Question

A jeep runs along the curve of radius $0.3km$ at constant speed of $60m{s^{ - 1}}$. The resultant change in velocity, instantaneous acceleration and average acceleration over a ${60^ \circ }$ arc is:

A.$30m{s^{ - 1}},11.5m{s^{ - 2}},12m{s^{ - 2}}$
B.$60m{s^{ - 1}},12m{s^{ - 2}},11.5m{s^{ - 2}}$
C.$60m{s^{ - 1}},11.5m{s^{ - 2}},12m{s^{ - 2}}$
D.$40m{s^{ - 1}},10m{s^{ - 2}},8m{s^{ - 2}}$

Answer 1

Hint: Recall the concept of velocity and acceleration of a moving body. Velocity is defined as the rate of change of displacement with time. It has both magnitude and direction. So it is a vector quantity. Acceleration is the rate of change of velocity with time. It is also a vector quantity.

Complete answer:
Step I:
The vehicle is moving from point $1$ to point $2$. When it starts from point $1$, its velocity will be $v = 60m{s^{ - 1}}$ and the horizontal component will be $v\cos \theta $while the vertical component is $v\sin \theta $.
When it reaches point $2$, its velocity will have the same magnitude but it will point in a downward direction.
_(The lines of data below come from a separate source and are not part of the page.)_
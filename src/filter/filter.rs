use super::filter_order::FilterOrder;
use super::filter_where::FilterWhere;
use super::types::{ListingQuery, SqlParam, SqlResult};

const LISTING_SELECT: &str =
    "SELECT c.title, c.card_text AS text, c.image_url, c.price, u.username, c.created_at";
const LISTING_FROM: &str = "FROM cards c JOIN users u ON u.id = c.user_id";

/// Compiles a [`ListingQuery`] into parameterized Postgres SQL
pub struct Filter<'a> {
    query: &'a ListingQuery,
}

impl<'a> Filter<'a> {
    pub fn new(query: &'a ListingQuery) -> Self {
        Self { query }
    }

    pub fn to_sql(&self) -> SqlResult {
        let (where_clause, mut params) = FilterWhere::generate(&self.query.bounds, 0);
        let order_clause = FilterOrder::generate(&self.query.order);
        let limit_clause = format!("LIMIT ${} OFFSET ${}", params.len() + 1, params.len() + 2);
        params.push(SqlParam::Int(self.query.limit));
        params.push(SqlParam::Int(self.query.offset));

        let query = [
            LISTING_SELECT.to_string(),
            LISTING_FROM.to_string(),
            if where_clause.is_empty() { String::new() } else { format!("WHERE {}", where_clause) },
            order_clause,
            limit_clause,
        ].into_iter().filter(|s| !s.is_empty()).collect::<Vec<_>>().join(" ");

        SqlResult { query, params }
    }
}
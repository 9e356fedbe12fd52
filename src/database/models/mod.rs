pub mod image;
pub mod listing;
pub mod user;

pub use image::NewImage;
pub use listing::{ListingRow, NewListing};
pub use user::User;
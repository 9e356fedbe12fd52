use std::sync::Arc;
use std::time::Duration;

use crate::auth::{CredentialVerifier, JwtVerifier, TokenKeys};
use crate::config::AppConfig;
use crate::database::{HealthCheck, ImageStore, ListingStore, UserStore};
use crate::feed::FeedService;

/// Everything a handler needs, built once in `main` and cloned per request
#[derive(Clone)]
pub struct AppState {
    pub config: Arc<AppConfig>,
    pub tokens: Arc<TokenKeys>,
    pub verifier: Arc<dyn CredentialVerifier>,
    pub users: Arc<dyn UserStore>,
    pub listings: Arc<dyn ListingStore>,
    pub images: Arc<dyn ImageStore>,
    pub health: Arc<dyn HealthCheck>,
    pub feed: Arc<FeedService>,
    pub http: reqwest::Client,
}

impl AppState {
    pub fn new<S>(config: AppConfig, store: Arc<S>) -> Result<Self, reqwest::Error>
    where
        S: UserStore + ListingStore + ImageStore + HealthCheck + 'static,
    {
        let tokens = Arc::new(TokenKeys::new(&config.security));
        let users: Arc<dyn UserStore> = store.clone();
        let listings: Arc<dyn ListingStore> = store.clone();
        let verifier: Arc<dyn CredentialVerifier> =
            Arc::new(JwtVerifier::new(tokens.clone(), users.clone()));
        let feed = Arc::new(FeedService::new(listings.clone(), config.feed.max_per_page));
        let http = reqwest::Client::builder()
            .timeout(Duration::from_secs(config.images.fetch_timeout_secs))
            .build()?;

        Ok(Self {
            config: Arc::new(config),
            tokens,
            verifier,
            users,
            listings,
            images: store.clone(),
            health: store,
            feed,
            http,
        })
    }
}
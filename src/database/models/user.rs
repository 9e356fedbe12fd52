use chrono::{DateTime, Utc};
use serde::Serialize;
use sqlx::FromRow;
use uuid::Uuid;

#[derive(Debug, Clone, Serialize, FromRow)]
pub struct User {
    pub id: Uuid,
    pub username: String,
    #[serde(skip_serializing)]
    pub password_hash: String,
    pub created_at: DateTime<Utc>,
}
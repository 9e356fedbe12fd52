//! Account credential rules and Argon2id hashing.

use argon2::password_hash::rand_core::OsRng;
use argon2::password_hash::{PasswordHash, PasswordHasher, PasswordVerifier, SaltString};
use argon2::Argon2;

use crate::validation::check_length;

pub const MIN_USERNAME_LEN: usize = 3;
pub const MAX_USERNAME_LEN: usize = 20;
pub const MIN_PASSWORD_LEN: usize = 8;
pub const MAX_PASSWORD_LEN: usize = 30;

const PASSWORD_SPECIALS: &str = "!@#$%^&*()-_=+[]{}|;:,.<>?/";

/// Hash a plaintext password into a PHC string (Argon2id, random salt).
pub fn hash_password(password: &str) -> Result<String, argon2::password_hash::Error> {
    let salt = SaltString::generate(&mut OsRng);
    let hash = Argon2::default().hash_password(password.as_bytes(), &salt)?;
    Ok(hash.to_string())
}

/// `Ok(false)` on mismatch; `Err` only when the stored hash is unreadable.
pub fn verify_password(password: &str, hash: &str) -> Result<bool, argon2::password_hash::Error> {
    let parsed_hash = PasswordHash::new(hash)?;
    match Argon2::default().verify_password(password.as_bytes(), &parsed_hash) {
        Ok(()) => Ok(true),
        Err(argon2::password_hash::Error::Password) => Ok(false),
        Err(e) => Err(e),
    }
}

pub fn validate_username(username: &str) -> Result<(), String> {
    check_length(username, "username", MIN_USERNAME_LEN, MAX_USERNAME_LEN)?;
    if !username
        .chars()
        .all(|c| c.is_ascii_alphanumeric() || c == '_' || c == '-')
    {
        return Err(
            "username may only contain letters, digits, '-' and '_'".to_string(),
        );
    }
    Ok(())
}

pub fn validate_password(password: &str) -> Result<(), String> {
    check_length(password, "password", MIN_PASSWORD_LEN, MAX_PASSWORD_LEN)?;

    let has_upper = password.chars().any(|c| c.is_ascii_uppercase());
    let has_lower = password.chars().any(|c| c.is_ascii_lowercase());
    let has_digit = password.chars().any(|c| c.is_ascii_digit());
    let has_special = password.chars().any(|c| PASSWORD_SPECIALS.contains(c));

    let mut missing = Vec::new();
    if !has_upper {
        missing.push("an uppercase letter");
    }
    if !has_lower {
        missing.push("a lowercase letter");
    }
    if !has_digit {
        missing.push("a digit");
    }
    if !has_special {
        missing.push("a special character");
    }
    if !missing.is_empty() {
        return Err(format!("password must contain {}", missing.join(", ")));
    }
    Ok(())
}

#[cfg(test)]
mod tests {
    use super::*;

    #[test]
    fn hash_and_verify() {
        let hash = hash_password("Str0ng!pass").expect("hashing should succeed");
        assert!(hash.starts_with("$argon2id$"));
        assert!(verify_password("Str0ng!pass", &hash).unwrap());
        assert!(!verify_password("Wr0ng!pass", &hash).unwrap());
    }

    #[test]
    fn unreadable_hash_is_an_error() {
        assert!(verify_password("whatever", "not-a-phc-string").is_err());
    }

    #[test]
    fn username_rules() {
        assert!(validate_username("bob_the-builder1").is_ok());
        assert!(validate_username("ab").unwrap_err().contains("too short"));
        assert!(validate_username(&"a".repeat(21)).unwrap_err().contains("too long"));
        assert!(validate_username("bob smith").is_err());
        assert!(validate_username("бобик").is_err());
    }

    #[test]
    fn password_rules() {
        assert!(validate_password("Abcdef1!").is_ok());
        assert!(validate_password("Ab1!").unwrap_err().contains("too short"));
        assert!(validate_password(&format!("Ab1!{}", "x".repeat(27))).is_err());

        let msg = validate_password("abcdefgh").unwrap_err();
        assert!(msg.contains("uppercase"));
        assert!(msg.contains("digit"));
        assert!(msg.contains("special"));
        assert!(!msg.contains("lowercase"));
    }
}
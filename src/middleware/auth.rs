use axum::{
    extract::{Request, State},
    http::{header::AUTHORIZATION, HeaderMap},
    middleware::Next,
    response::Response,
};

use crate::auth::{AuthError, CredentialVerifier, Identity};
use crate::error::ApiError;
use crate::state::AppState;

/// Whether a route tolerates anonymous callers
#[derive(Debug, Clone, Copy, PartialEq, Eq)]
pub enum AuthPolicy {
    Optional,
    Required,
}

/// Resolved caller, inserted into request extensions on every gated route.
/// `None` means anonymous.
#[derive(Debug, Clone, Default)]
pub struct CallerIdentity(pub Option<Identity>);

/// Read the credential from the Authorization header.
///
/// Accepts `Bearer <token>` or a bare token. A missing or blank header, or a
/// bare `Bearer` scheme, yields `Ok(None)`.
pub fn extract_credential(headers: &HeaderMap) -> Result<Option<String>, AuthError> {
    let Some(value) = headers.get(AUTHORIZATION) else {
        return Ok(None);
    };

    let raw = value
        .to_str()
        .map_err(|_| AuthError::MalformedCredential("Authorization header is not valid ASCII".into()))?
        .trim();

    let token = match raw.split_once(' ') {
        Some((scheme, rest)) if scheme.eq_ignore_ascii_case("bearer") => rest.trim(),
        _ if raw.eq_ignore_ascii_case("bearer") => "",
        _ => raw,
    };

    if token.is_empty() {
        Ok(None)
    } else {
        Ok(Some(token.to_string()))
    }
}

/// Resolve the caller once per request.
///
/// A present credential is always verified, even on optional routes, so a bad
/// token is never silently downgraded to anonymous.
pub async fn resolve_identity(
    headers: &HeaderMap,
    verifier: &dyn CredentialVerifier,
    policy: AuthPolicy,
) -> Result<Option<Identity>, AuthError> {
    match extract_credential(headers)? {
        Some(token) => verifier.verify(&token).await.map(Some),
        None if policy == AuthPolicy::Required => Err(AuthError::MissingCredential),
        None => Ok(None),
    }
}

async fn gate(
    state: &AppState,
    policy: AuthPolicy,
    mut request: Request,
    next: Next,
) -> Result<Response, ApiError> {
    let identity = resolve_identity(request.headers(), state.verifier.as_ref(), policy)
        .await
        .map_err(|err| {
            if !matches!(err, AuthError::Storage(_)) {
                tracing::warn!("Rejected credential on {}: {}", request.uri().path(), err);
            }
            ApiError::from(err)
        })?;

    tracing::debug!(
        "Caller on {}: {}",
        request.uri().path(),
        identity.as_ref().map_or("anonymous", Identity::as_str)
    );

    if let Some(identity) = identity.clone() {
        request.extensions_mut().insert(identity);
    }
    request.extensions_mut().insert(CallerIdentity(identity));

    Ok(next.run(request).await)
}

/// Anonymous callers pass through with `CallerIdentity(None)`
pub async fn optional_auth(
    State(state): State<AppState>,
    request: Request,
    next: Next,
) -> Result<Response, ApiError> {
    gate(&state, AuthPolicy::Optional, request, next).await
}

/// Rejects anonymous callers; handlers may extract `Extension<Identity>`
pub async fn required_auth(
    State(state): State<AppState>,
    request: Request,
    next: Next,
) -> Result<Response, ApiError> {
    gate(&state, AuthPolicy::Required, request, next).await
}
So the horizontal component will be $v\cos \theta $ and the vertical component is $v\sin \theta $.

Step II:
From point $1$ to point $2$, the direction of the horizontal component of velocity is the same, but the direction of the vertical component has changed.
Therefore, the resultant change in velocity is given by
$\Delta v = 2v\sin \theta $
Given $\theta = {60^ \circ }$, but since the curve is divided in two equal parts, so \[\theta = {30^ \circ }\]
Substituting the given values,
$\Delta v = 2 \times 60 \times \sin {30^ \circ }$

$\Delta v = 2 \times 60 \times \dfrac{1}{2}$
$\Delta v = 60m{s^{ - 1}}$
Step III:
Instantaneous acceleration is the centripetal acceleration while the jeep moves towards the curve. It is given by
${a_c} = \dfrac{{{v^2}}}{R}$
Given radius $r = 0.3km = 300m$
Also the velocity is constant, so it remains the same. Substituting the values and evaluating value of acceleration,
${a_c} = \dfrac{{60 \times 60}}{{300}}$
${a_c} = 12m{s^{ - 2}}$
Step IV:
Also the average acceleration is the rate of change of velocity with time. So it is written as
${a_{avg}} = \dfrac{{\Delta v}}{{\Delta t}}$---(i)
Change in velocity is already calculated above.
It is known that $Speed = \dfrac{{Dis\tan ce}}{{Time}}$---(ii)
Therefore, $Time = \dfrac{{Dis\tan ce}}{{Speed}}$---(iii)
$Dis\tan ce = r \times \theta $
The value of $r = 0.3km = 300m$
$\theta = {60^ \circ }$. It can be written as $\dfrac{\pi }{3}$
Step V:
Therefore equation (iii) becomes,
$Time = \dfrac{{300 \times \dfrac{\pi }{3}}}{{60}}$
Average acceleration becomes,
${a_{avg}} = \dfrac{{60}}{{\dfrac{{300 \times \dfrac{\pi }{3}}}{{60}}}}$
${a_{avg}} = \dfrac{{60 \times 60}}{{100\pi }}$
${a_{avg}} = \dfrac{{3600}}{{100\pi }}$
${a_{avg}} = 11.46 \approx 11.5m{s^{ - 2}}$
Step VI:
The resultant change in velocity is $60m{s^{ - 1}}$
Instantaneous acceleration is $12m{s^{ - 2}}$
Average acceleration is $11.5m{s^{ - 2}}$

Therefore Option B is the correct answer.

Note:
Though both instantaneous and average acceleration are types of acceleration, they are different. Average acceleration is the average velocity per unit time whereas instantaneous velocity is the rate of change of velocity at a particular instant of time. The instantaneous acceleration is the term related to centripetal acceleration.